Associate Principal Bioinformatician, Quantitative Biology – Knowledge graph/network biology
At AstraZeneca we believe in the potential of our people and you’ll develop beyond what you thought possible. We make the most of your skills and passion by actively supporting you to see what you can achieve no matter where you start with us.
We have recently launched a Data Science and Artificial Intelligence (AI) transformation programme to position us at the forefront of our field over the coming years. This includes significant investment in groundbreaking machine learning and automation techniques, supported by an uplift in our data quality, standards and data engineering. We will:
- Advance our capabilities in Augmented Drug Design (ADD) for both small & large molecules – employing the very latest in machine learning and automation approaches to our Design-Make-Test-Analyse (DMTA) and biologics screening processes – leading to increased efficiency in lead identification, identification of novel molecules and higher clinical success rates
- Transform our ability to surface key Biological Insights through novel hypothesis generation algorithms deployed over complex knowledge graphs – leading to enhanced validation of our drug targets as well as the identification of new drug targets, and improving our understanding of the biological mechanisms underpinning disease
- Establish a robust Data Foundation for Science, ensuring our R&D data is F.A.I.R: Findable, Accessible, Interoperable & Reusable. The Data Foundation will implement common technologies, infrastructure & tools, along with the processes, standards & quality assurance – to make data “analytics & AI ready”. In scope is data from omics, clinical trials, ADD, imaging, literature, and real-world data, with more to be added over time
Help us to realize the unprecedented opportunities afforded by advances in data availability, computing power and AI to improve the way we discover and develop medicines, and to make a meaningful difference to patients’ lives.
Are you an experienced Bioinformatician looking for an exciting new challenge? Then why not join our Quantitative Biology team in Cambridge, UK and develop and apply computational solutions to help us evolve and extend our capabilities in graph-based data and information modelling and analysis, to support our drive to find medicines of the future. We are further investing globally in capabilities in knowledge graphs and network-based biology, and you will join a multi-disciplinary team of data scientists and researchers driving us forward in this area with the purpose of providing data-driven insights into biology for discovery of new therapies. Your role will be to work with diverse researchers to deliver graph modelling and processing of a range of data and information types, suitable for incorporation into graph-based systems, and deriving insights from their analysis.
As an Associate Principal Bioinformatician your main responsibilities will involve:
- Collaborating effectively with experimentalists, bioinformaticians, statisticians and other data scientists to explore, iterate, standardise and agree processes for modelling research data and information in graph format. You will be working as part of a global multi-disciplinary team.

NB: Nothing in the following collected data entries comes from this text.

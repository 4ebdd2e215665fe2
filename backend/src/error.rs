use actix_web::{HttpResponse, ResponseError};
use serde::Serialize;
use std::fmt;
use tracing::error;

/// Application-level error type
#[derive(Debug)]
pub enum AppError {
    /// Malformed identifier, payload, or query parameter
    Validation(String),
    /// Agent absent from the store and the ledger
    NotFound(String),
    /// Duplicate submission
    Conflict(String),
    /// Missing or invalid bearer token
    Unauthorized(String),
    /// Token is valid but lacks the required role
    Forbidden(String),
    /// Rate limit exceeded
    RateLimited { retry_after: u64 },
    /// Data store (or another backing service) failed
    Dependency(String),
    /// Internal server error
    Internal(String),
}

#[derive(Serialize)]
struct ErrorResponse {
    error: ErrorBody,
    meta: ErrorMeta,
}

#[derive(Serialize)]
struct ErrorBody {
    code: String,
    message: String,
}

#[derive(Serialize)]
struct ErrorMeta {
    request_id: String,
}

impl AppError {
    fn error_code(&self) -> &'static str {
        match self {
            Self::Validation(_) => "VALIDATION_ERROR",
            Self::NotFound(_) => "NOT_FOUND",
            Self::Conflict(_) => "CONFLICT",
            Self::Unauthorized(_) => "UNAUTHORIZED",
            Self::Forbidden(_) => "FORBIDDEN",
            Self::RateLimited { .. } => "RATE_LIMITED",
            Self::Dependency(_) => "DEPENDENCY_FAILURE",
            Self::Internal(_) => "INTERNAL_ERROR",
        }
    }

    /// Message safe to show to callers. Server-side failures never leak
    /// their cause.
    fn public_message(&self) -> String {
        match self {
            Self::Dependency(_) => "A backing service failed to handle the request".to_string(),
            Self::Internal(_) => "Internal server error".to_string(),
            other => other.to_string(),
        }
    }
}

impl fmt::Display for AppError {
    fn fmt(&self, f: &mut fmt::Formatter<'_>) -> fmt::Result {
        match self {
            Self::Validation(msg) => write!(f, "Validation error: {msg}"),
            Self::NotFound(msg) => write!(f, "Not found: {msg}"),
            Self::Conflict(msg) => write!(f, "Conflict: {msg}"),
            Self::Unauthorized(msg) => write!(f, "Unauthorized: {msg}"),
            Self::Forbidden(msg) => write!(f, "Forbidden: {msg}"),
            Self::RateLimited { retry_after } => {
                write!(f, "Rate limited, retry after {retry_after} seconds")
            }
            Self::Dependency(msg) => write!(f, "Dependency failure: {msg}"),
            Self::Internal(msg) => write!(f, "Internal error: {msg}"),
        }
    }
}

impl ResponseError for AppError {
    fn error_response(&self) -> HttpResponse {
        let request_id = uuid::Uuid::new_v4().to_string();

        if matches!(self, Self::Dependency(_) | Self::Internal(_)) {
            error!(request_id = %request_id, error = %self, "Request failed");
        }

        let error_response = ErrorResponse {
            error: ErrorBody {
                code: self.error_code().to_string(),
                message: self.public_message(),
            },
            meta: ErrorMeta { request_id },
        };

        match self {
            Self::Dependency(_) | Self::Internal(_) => {
                HttpResponse::InternalServerError().json(error_response)
            }
            Self::Validation(_) => HttpResponse::BadRequest().json(error_response),
            Self::NotFound(_) => HttpResponse::NotFound().json(error_response),
            Self::Conflict(_) => HttpResponse::Conflict().json(error_response),
            Self::Unauthorized(_) => HttpResponse::Unauthorized().json(error_response),
            Self::Forbidden(_) => HttpResponse::Forbidden().json(error_response),
            Self::RateLimited { retry_after } => HttpResponse::TooManyRequests()
                .insert_header(("Retry-After", retry_after.to_string()))
                .json(error_response),
        }
    }
}

impl From<crate::services::StoreError> for AppError {
    fn from(err: crate::services::StoreError) -> Self {
        use crate::services::StoreError;
        match err {
            StoreError::AgentNotFound(id) => Self::NotFound(format!("Agent not found: {id}")),
            StoreError::Conflict(msg) => Self::Conflict(msg),
            other => Self::Dependency(other.to_string()),
        }
    }
}

impl From<crate::services::RateLimitError> for AppError {
    fn from(err: crate::services::RateLimitError) -> Self {
        match err {
            crate::services::RateLimitError::RateLimited { retry_after, .. } => {
                Self::RateLimited { retry_after }
            }
        }
    }
}

impl From<crate::services::AuthError> for AppError {
    fn from(err: crate::services::AuthError) -> Self {
        use crate::services::AuthError;
        match err {
            AuthError::MissingRole(_) => Self::Forbidden(err.to_string()),
            AuthError::SecretTooShort { .. } => Self::Internal(err.to_string()),
            other => Self::Unauthorized(other.to_string()),
        }
    }
}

- Contribute to, and where necessary prototype and build, software and analytical pipelines for wrangling, processing and modelling a variety of data and information types to enable graph-based modelling and capture
- Working with multi-disciplinary researchers to develop and refine research use cases, and define and capture data and information most relevant for a particular research need.
- Ensuring scientific excellence in software, processes and results as well as being efficient and well documented
- PhD, or equivalent experience, in bioinformatics, mathematics, computer science, statistics, engineering or the life sciences
- Demonstrable experience in the core competency areas: Modelling biological research data and information in graph format. Network biology. Graph-based database and query technologies. Use of ontologies and dictionaries.
- Experience with relevant computational tools such as R/R Shiny, Python, Shell, SQL/NoSQL databasing, networked and cloud based systems, software versioning tools (e.g. Git/Github), concept maps.
- Experience in biological research concepts, and data and information types (e.g. biological relationships, NextGen sequencing, genetics data)
- Ability to work effectively in global multi-disciplinary teams
- Strong communication skills, with technical and non-technical collaborators
- Experience in drug discovery and disease research would be an advantage
Location: Cambridge, UK
Salary: Competitive + Excellent Benefits
If you are interested, please apply.
Date job posted: 10th September 2019
End date for applications: 10th October 2019
AstraZeneca embraces diversity and equality of opportunity. We are committed to building an inclusive and diverse team representing all backgrounds, with as wide a range of perspectives as possible, and harnessing industry-leading skills. We believe that the more inclusive we are, the better our work will be. We welcome and consider applications to join our team from all qualified candidates, regardless of their characteristics. We comply with all applicable laws and regulations on non-discrimination in employment (and recruitment), as well as work authorisation and employment eligibility verification requirements.